PRIMERA LECTURA
En aquella primera comunidad cristiana todos eran todavía judíos, pero unos procedían de la emigración y eran, por lo tanto, más abiertos; y otros eran de familias que nunca abandonaron Palestina y eran, por ello mismo, más conservadores y tradicionalistas. Estos últimos trataban a los de la emigración como cristianos de segunda clase. Los apóstoles condenaron esta discriminación.
![]()
Lectura de los Hechos de los Apóstoles 6,1-7.
En aquellos días, al crecer el número de los discípulos, los de lengua griega se quejaron contra los de lengua hebrea, diciendo que en el suministro diario no atendían a sus viudas. Los apóstoles convocaron al grupo de los discípulos y les dijeron:
No nos parece bien descuidar la Palabra de Dios para ocuparnos de la administración. Por tanto, hermanos, escoged a siete de vosotros, hombres de buena fama, llenos de espíritu de sabiduría; y los encargaremos de esta tarea; nosotros nos dedicaremos a la oración y al servicio de la palabra.
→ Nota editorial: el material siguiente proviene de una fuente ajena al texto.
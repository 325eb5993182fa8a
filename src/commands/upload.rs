//! Result and coverage uploads.

use crate::core::context::Context;
use crate::core::error::RunnerError;
use crate::core::lock::ADMIN_USER;
use crate::core::protocol::Response;
use crate::core::registry::{Command, CommandSpec, Invocation};
use crate::core::state::{ResultState, RunState, UPLOAD_STATES, UploadState};
use crate::core::tasks::TaskKind;
use crate::core::time;
use crate::core::upload::{UploadKind, UploadRequest};
use crate::core::xml::{element, opt_text};
use std::time::Duration;
use tracing::{info, warn};

pub fn specs() -> Vec<CommandSpec> {
    vec![
        CommandSpec {
            name: "uploadresults",
            params: &["import_type"],
            usage: "<import_type>",
            summary: "Upload the results of the last run to the results server.",
            details: "Legal once a run is stopped or complete. The service is locked to \
                      the administrator while the upload runs and handed back afterwards. \
                      The results server reports the import outcome with setuploadresult.",
            allowed_states: Some(UPLOAD_STATES),
            denied_action: "upload results",
            acl: true,
            factory: |inv| Box::new(UploadResults { inv, request: None }),
        },
        CommandSpec {
            name: "uploadcodecoverage",
            params: &["import_type"],
            usage: "<import_type>",
            summary: "Upload collected code-coverage data.",
            details: "Legal once a run is stopped or complete. An extra 'suitename' key \
                      names the coverage set; it defaults to the loaded suite.",
            allowed_states: Some(UPLOAD_STATES),
            denied_action: "upload code coverage",
            acl: false,
            factory: |inv| Box::new(UploadCoverage { inv, request: None }),
        },
        CommandSpec {
            name: "setuploadresult",
            params: &["id", "error"],
            usage: "<id> <error>",
            summary: "Record the results server's verdict on an upload.",
            details: "Pass the result set id on success, or an error text on failure. \
                      The run is saved with the outcome.",
            allowed_states: None,
            denied_action: "set the upload result",
            acl: false,
            factory: |inv| Box::new(SetUploadResult(inv)),
        },
    ]
}

/// Runs `request` in the background and writes the outcome back.
fn spawn_upload(
    ctx: &Context,
    request: UploadRequest,
    task: TaskKind,
    running_state: RunState,
    release_admin_lock: bool,
) -> Result<(), RunnerError> {
    let task_ctx = ctx.clone();
    ctx.tasks.spawn(&ctx.agent, task, Duration::ZERO, move || {
        let outcome = task_ctx.services.uploader.upload(&request);
        let snapshot = task_ctx.agent.update(|a| {
            match &outcome {
                Ok(receipt) => {
                    info!(
                        kind = request.kind.as_str(),
                        files = receipt.files,
                        bytes = receipt.bytes,
                        dest = %receipt.destination.display(),
                        "upload finished"
                    );
                    if request.kind == UploadKind::Results {
                        a.result_state.upload_state = UploadState::Uploaded;
                    }
                    a.state_msg = format!("{} upload complete", request.kind.as_str());
                }
                Err(e) => {
                    warn!(kind = request.kind.as_str(), error = %e, "upload failed");
                    if request.kind == UploadKind::Results {
                        a.result_state.upload_state = UploadState::Failure;
                        a.result_state.upload_error = Some(e.to_string());
                    }
                    a.state_msg = format!("{} upload failed: {e}", request.kind.as_str());
                }
            }
            a.restore_previous(&[running_state]);
            if release_admin_lock && a.lock.holder() == Some(ADMIN_USER) {
                if let Err(e) = a.lock.release(ADMIN_USER) {
                    warn!(error = %e, "failed to hand back the service lock after upload");
                }
            }
            a.snapshot()
        });
        if let Some(snap) = snapshot {
            if let Err(e) = task_ctx.saves.save(&snap) {
                warn!(error = %e, "failed to save run state after upload");
            }
        }
    })
}

struct UploadResults {
    inv: Invocation,
    request: Option<UploadRequest>,
}

impl Command for UploadResults {
    fn execute(&mut self, ctx: &Context, response: &mut Response) -> Result<(), RunnerError> {
        let import_type = self.inv.args.text("import_type");
        let mut agent = ctx.agent.lock();
        let suite = agent.require_suite("Cannot upload results, no suite loaded!")?;
        let (suite_name, enabled, dir) = (
            suite.name.clone(),
            suite.result_data_enabled,
            suite.result_data_dir.clone(),
        );
        agent.ensure_state(UPLOAD_STATES, "upload results")?;
        if !enabled {
            return Err(RunnerError::client(
                "Cannot upload results, result data is disabled for this suite",
            ));
        }
        let dir = match dir {
            Some(d) if d.is_dir() => d,
            Some(d) => {
                return Err(RunnerError::server(format!(
                    "result directory {} does not exist",
                    d.display()
                )));
            }
            None => return Err(RunnerError::server("no result directory for this run")),
        };
        let run_id = agent
            .run_id
            .clone()
            .ok_or_else(|| RunnerError::client("Cannot upload results, suite has not run"))?;

        agent.lock.acquire(ADMIN_USER).map_err(|e| {
            RunnerError::server(format!("failed to acquire lock of service: {e}"))
        })?;
        agent.enter_long_running(RunState::Uploading);
        agent.state_msg = "Uploading results".to_string();
        agent.result_state = ResultState {
            upload_state: UploadState::Uploading,
            uploaded_by: Some(self.inv.user.clone().unwrap_or_else(|| "Anonymous".into())),
            import_type: import_type.clone(),
            ..ResultState::default()
        };
        response.ack(format!(
            "<resultState>\n{}</resultState>\n",
            agent.result_state.xml_fields()
        ));

        self.request = Some(UploadRequest {
            kind: UploadKind::Results,
            suite: suite_name,
            run_id,
            import_type,
            source: dir,
        });
        Ok(())
    }

    fn post_response(&mut self, ctx: &Context) -> Result<(), RunnerError> {
        match self.request.take() {
            Some(req) => spawn_upload(ctx, req, TaskKind::Upload, RunState::Uploading, true),
            None => Ok(()),
        }
    }
}

struct UploadCoverage {
    inv: Invocation,
    request: Option<UploadRequest>,
}

impl Command for UploadCoverage {
    fn execute(&mut self, ctx: &Context, response: &mut Response) -> Result<(), RunnerError> {
        let import_type = self.inv.args.text("import_type");
        let source = ctx.config.paths.coverage_dir();
        let mut agent = ctx.agent.lock();
        let loaded = agent
            .require_suite("Cannot upload code coverage, no suite loaded!")?
            .name
            .clone();
        agent.ensure_state(UPLOAD_STATES, "upload code coverage")?;
        let suite = self.inv.args.text("suitename").unwrap_or(loaded);
        let run_id = agent.run_id.clone().unwrap_or_else(time::new_event_id);

        agent.enter_long_running(RunState::UploadingCodeCoverage);
        agent.state_msg = format!("Uploading code coverage for {suite}");
        response.ack(format!("{}\n", element("codecoverage", &suite)));
        self.request = Some(UploadRequest {
            kind: UploadKind::CodeCoverage,
            suite,
            run_id,
            import_type,
            source,
        });
        Ok(())
    }

    fn post_response(&mut self, ctx: &Context) -> Result<(), RunnerError> {
        match self.request.take() {
            Some(req) => spawn_upload(
                ctx,
                req,
                TaskKind::CodeCoverage,
                RunState::UploadingCodeCoverage,
                false,
            ),
            None => Ok(()),
        }
    }
}

struct SetUploadResult(Invocation);

impl Command for SetUploadResult {
    fn execute(&mut self, ctx: &Context, response: &mut Response) -> Result<(), RunnerError> {
        let id = self.0.args.text("id");
        let err = self.0.args.text("error");
        let snapshot = ctx.agent.update(|a| {
            let rs = &mut a.result_state;
            rs.result_set_id = id.clone();
            rs.upload_error = err.clone();
            if err.is_some() {
                rs.upload_state = UploadState::Failure;
            } else if id.is_some() {
                rs.upload_state = UploadState::Success;
            }
            a.snapshot()
        });
        if let Some(snap) = snapshot {
            ctx.saves.save(&snap)?;
        }
        response.ack(format!(
            "{}{}\n",
            element("id", opt_text(id.as_deref())),
            element("err", opt_text(err.as_deref()))
        ));
        Ok(())
    }
}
La propuesta les pareció bien a todos y eligieron a Esteban, hombre lleno de fe y de Espíritu Santo, a Felipe, Prócoro, Nicanor, Simón, Parmenas y Nicolás, prosélito de Antioquía. Se los presentaron a los apóstoles y ellos les impusieron las manos orando.
La Palabra de Dios iba cundiendo y en Jerusalén crecía mucho el número de discípulos; incluso muchos sacerdotes aceptaban la fe.